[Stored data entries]
....................

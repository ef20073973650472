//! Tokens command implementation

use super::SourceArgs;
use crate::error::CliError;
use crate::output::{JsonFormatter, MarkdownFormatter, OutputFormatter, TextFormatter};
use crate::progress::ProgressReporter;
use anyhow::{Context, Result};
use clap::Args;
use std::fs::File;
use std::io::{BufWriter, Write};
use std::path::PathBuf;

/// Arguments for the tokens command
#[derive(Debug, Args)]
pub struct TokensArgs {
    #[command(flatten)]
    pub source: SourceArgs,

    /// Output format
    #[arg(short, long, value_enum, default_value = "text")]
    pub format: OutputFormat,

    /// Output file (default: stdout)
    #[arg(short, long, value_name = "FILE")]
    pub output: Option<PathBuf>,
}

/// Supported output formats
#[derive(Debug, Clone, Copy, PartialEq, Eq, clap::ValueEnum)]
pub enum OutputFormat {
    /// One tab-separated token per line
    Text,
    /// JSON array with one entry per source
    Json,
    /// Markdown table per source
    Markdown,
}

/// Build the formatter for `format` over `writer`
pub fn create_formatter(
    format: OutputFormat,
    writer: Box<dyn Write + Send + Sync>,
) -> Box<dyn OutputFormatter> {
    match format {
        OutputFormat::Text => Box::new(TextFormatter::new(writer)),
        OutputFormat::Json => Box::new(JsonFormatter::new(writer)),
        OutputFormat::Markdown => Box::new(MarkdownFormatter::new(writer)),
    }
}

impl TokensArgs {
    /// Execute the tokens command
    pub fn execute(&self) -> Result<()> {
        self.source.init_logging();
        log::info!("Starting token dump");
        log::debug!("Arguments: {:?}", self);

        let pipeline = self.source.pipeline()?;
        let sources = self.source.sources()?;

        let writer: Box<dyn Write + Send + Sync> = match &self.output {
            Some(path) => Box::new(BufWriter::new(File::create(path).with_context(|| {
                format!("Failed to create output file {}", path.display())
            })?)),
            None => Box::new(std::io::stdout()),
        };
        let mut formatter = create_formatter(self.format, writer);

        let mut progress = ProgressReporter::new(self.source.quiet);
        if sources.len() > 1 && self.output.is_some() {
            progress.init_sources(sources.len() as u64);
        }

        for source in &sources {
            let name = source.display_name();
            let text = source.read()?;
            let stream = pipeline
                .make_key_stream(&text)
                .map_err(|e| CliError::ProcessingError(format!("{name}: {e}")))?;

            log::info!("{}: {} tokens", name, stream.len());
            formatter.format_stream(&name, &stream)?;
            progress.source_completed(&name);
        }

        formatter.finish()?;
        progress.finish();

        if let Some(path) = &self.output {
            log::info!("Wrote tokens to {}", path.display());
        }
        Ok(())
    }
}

....................

Action item: Word for word, restate all of the records.

Result of the exercise:
repository ef20073973650472
//! Tokens command implementation

use super::SourceArgs;
use crate::error::CliError;
use crate::output::{JsonFormatter, MarkdownFormatter, OutputFormatter, TextFormatter};
use crate::progress::ProgressReporter;
use anyhow::{Context, Result};
use clap::Args;
use std::fs::File;
use std::io::{BufWriter, Write};
use std::path::PathBuf;

/// Arguments for the tokens command
#[derive(Debug, Args)]
pub struct TokensArgs {
    #[command(flatten)]
    pub source: SourceArgs,

    /// Output format
    #[arg(short, long, value_enum, default_value = "text")]
    pub format: OutputFormat,

    /// Output file (default: stdout)
    #[arg(short, long, value_name = "FILE")]
    pub output: Option<PathBuf>,
}

/// Supported output formats
#[derive(Debug, Clone, Copy, PartialEq, Eq, clap::ValueEnum)]
pub enum OutputFormat {
    /// One tab-separated token per line
    Text,
    /// JSON array with one entry per source
    Json,
    /// Markdown table per source
    Markdown,
}

/// Build the formatter for `format` over `writer`
pub fn create_formatter(
    format: OutputFormat,
    writer: Box<dyn Write + Send + Sync>,
) -> Box<dyn OutputFormatter> {
    match format {
        OutputFormat::Text => Box::new(TextFormatter::new(writer)),
        OutputFormat::Json => Box::new(JsonFormatter::new(writer)),
        OutputFormat::Markdown => Box::new(MarkdownFormatter::new(writer)),
    }
}

impl TokensArgs {
    /// Execute the tokens command
    pub fn execute(&self) -> Result<()> {
        self.source.init_logging();
        log::info!("Starting token dump");
        log::debug!("Arguments: {:?}", self);

        let pipeline = self.source.pipeline()?;
        let sources = self.source.sources()?;

        let writer: Box<dyn Write + Send + Sync> = match &self.output {
            Some(path) => Box::new(BufWriter::new(File::create(path).with_context(|| {
                format!("Failed to create output file {}", path.display())
            })?)),
            None => Box::new(std::io::stdout()),
        };
        let mut formatter = create_formatter(self.format, writer);

        let mut progress = ProgressReporter::new(self.source.quiet);
        if sources.len() > 1 && self.output.is_some() {
            progress.init_sources(sources.len() as u64);
        }

        for source in &sources {
            let name = source.display_name();
            let text = source.read()?;
            let stream = pipeline
                .make_key_stream(&text)
                .map_err(|e| CliError::ProcessingError(format!("{name}: {e}")))?;

            log::info!("{}: {} tokens", name, stream.len());
            formatter.format_stream(&name, &stream)?;
            progress.source_completed(&name);
        }

        formatter.finish()?;
        progress.finish();

        if let Some(path) = &self.output {
            log::info!("Wrote tokens to {}", path.display());
        }
        Ok(())
    }
}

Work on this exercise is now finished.